Brian Raymond Bonin (born November 28, 1973) is an American former professional ice hockey center.  He was drafted in the ninth round, 211th overall, by the Pittsburgh Penguins in the 1992 NHL Entry Draft.

Playing career
After being named Minnesota Mr. Hockey in 1992 for his play at White Bear Lake Area High School, Bonin entered the University of Minnesota.  His stellar time with the Golden Gophers culminated with winning the Hobey Baker Award, given to the most outstanding collegiate hockey player in the NCAA, in his senior season.  Bonin led the nation in scoring during the 1995-1996 season at the University of Minnesota, and was named a first-team All-American, WCHA Player of the Year, first-team All-WCHA, and team Most Valuable Player in both his junior and senior seasons

Bonin made his professional debut with the IHL's Cleveland Lumberjacks in the 1996–97 season.  He then joined the AHL's Syracuse Crunch for the 1997–98 season, tallying 69 points in 67 games.
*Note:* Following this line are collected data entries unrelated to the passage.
use serde::{Deserialize, Serialize};

/// Decrypted `connection_<key>` blob as uploaded by a recovery connection.
///
/// Counterparts run different app versions, so unknown fields are tolerated
/// and every field defaults; required fields are enforced by validation.
#[derive(Clone, Debug, Default, PartialEq, Serialize, Deserialize)]
#[serde(rename_all = "camelCase")]
pub struct ConnectionPayload {
    #[serde(default)]
    pub id: String,
    #[serde(default)]
    pub name: String,
    #[serde(default)]
    pub score: f64,
    #[serde(default)]
    pub photo: Option<String>,
    #[serde(default)]
    pub timestamp: u64,
}

/// Decrypted `group_<key>` blob.
#[derive(Clone, Debug, Default, PartialEq, Eq, Serialize, Deserialize)]
#[serde(rename_all = "camelCase")]
pub struct GroupPayload {
    #[serde(default)]
    pub id: String,
    #[serde(default)]
    pub aes_key: String,
    #[serde(default)]
    pub photo: Option<String>,
    #[serde(default)]
    pub name: Option<String>,
    #[serde(default)]
    pub members: Vec<String>,
    #[serde(default)]
    pub admins: Vec<String>,
}

/// Decrypted `data` blob: the uploader's own profile bundle.
#[derive(Clone, Debug, Default, PartialEq, Eq, Serialize, Deserialize)]
#[serde(rename_all = "camelCase")]
pub struct ProfilePayload {
    #[serde(default)]
    pub signing_key: String,
    #[serde(default)]
    pub timestamp: u64,
    #[serde(default)]
    pub name: Option<String>,
    #[serde(default)]
    pub photo: Option<String>,
}

#[derive(Clone, Debug, PartialEq, Serialize, Deserialize)]
#[serde(rename_all = "camelCase")]
pub struct ConnectionRecord {
    pub id: String,
    pub name: String,
    pub score: f64,
    /// File name returned by the image store; never the image bytes.
    pub photo: Option<String>,
    pub timestamp: u64,
}

#[derive(Clone, Debug, PartialEq, Eq, Serialize, Deserialize)]
#[serde(rename_all = "camelCase")]
pub struct GroupRecord {
    pub id: String,
    pub aes_key: String,
    pub photo: Option<String>,
    pub name: Option<String>,
    pub members: Vec<String>,
    pub admins: Vec<String>,
}

#[derive(Clone, Debug, PartialEq, Eq, Serialize, Deserialize)]
#[serde(rename_all = "camelCase")]
pub struct ProfileRecord {
    pub name: String,
    pub photo: Option<String>,
}

/// Opaque cosignature blob, kept exactly as decrypted.
#[derive(Clone, Debug, PartialEq, Eq, Serialize, Deserialize)]
pub struct Cosignature(pub Vec<u8>);

impl Cosignature {
    pub fn as_bytes(&self) -> &[u8] {
        &self.0
    }
}

/// Result of the session bootstrap download.
#[derive(Clone, Debug, PartialEq, Eq, Serialize, Deserialize)]
#[serde(rename_all = "camelCase")]
pub struct RecoveryBootstrap {
    pub signing_key: String,
    pub timestamp: u64,
}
Bonin made his NHL debut with the Penguins in the 1998–99 season, appearing in five regular-season and three playoff games.  The rest of the season was split between the IHL's Kansas City Blades and the AHL's Adirondack Red Wings.  After another full season with the Syracuse Crunch and most of one with the Cleveland Lumberjacks, Bonin joined the Minnesota Wild for seven NHL games in the 2000–01 season.  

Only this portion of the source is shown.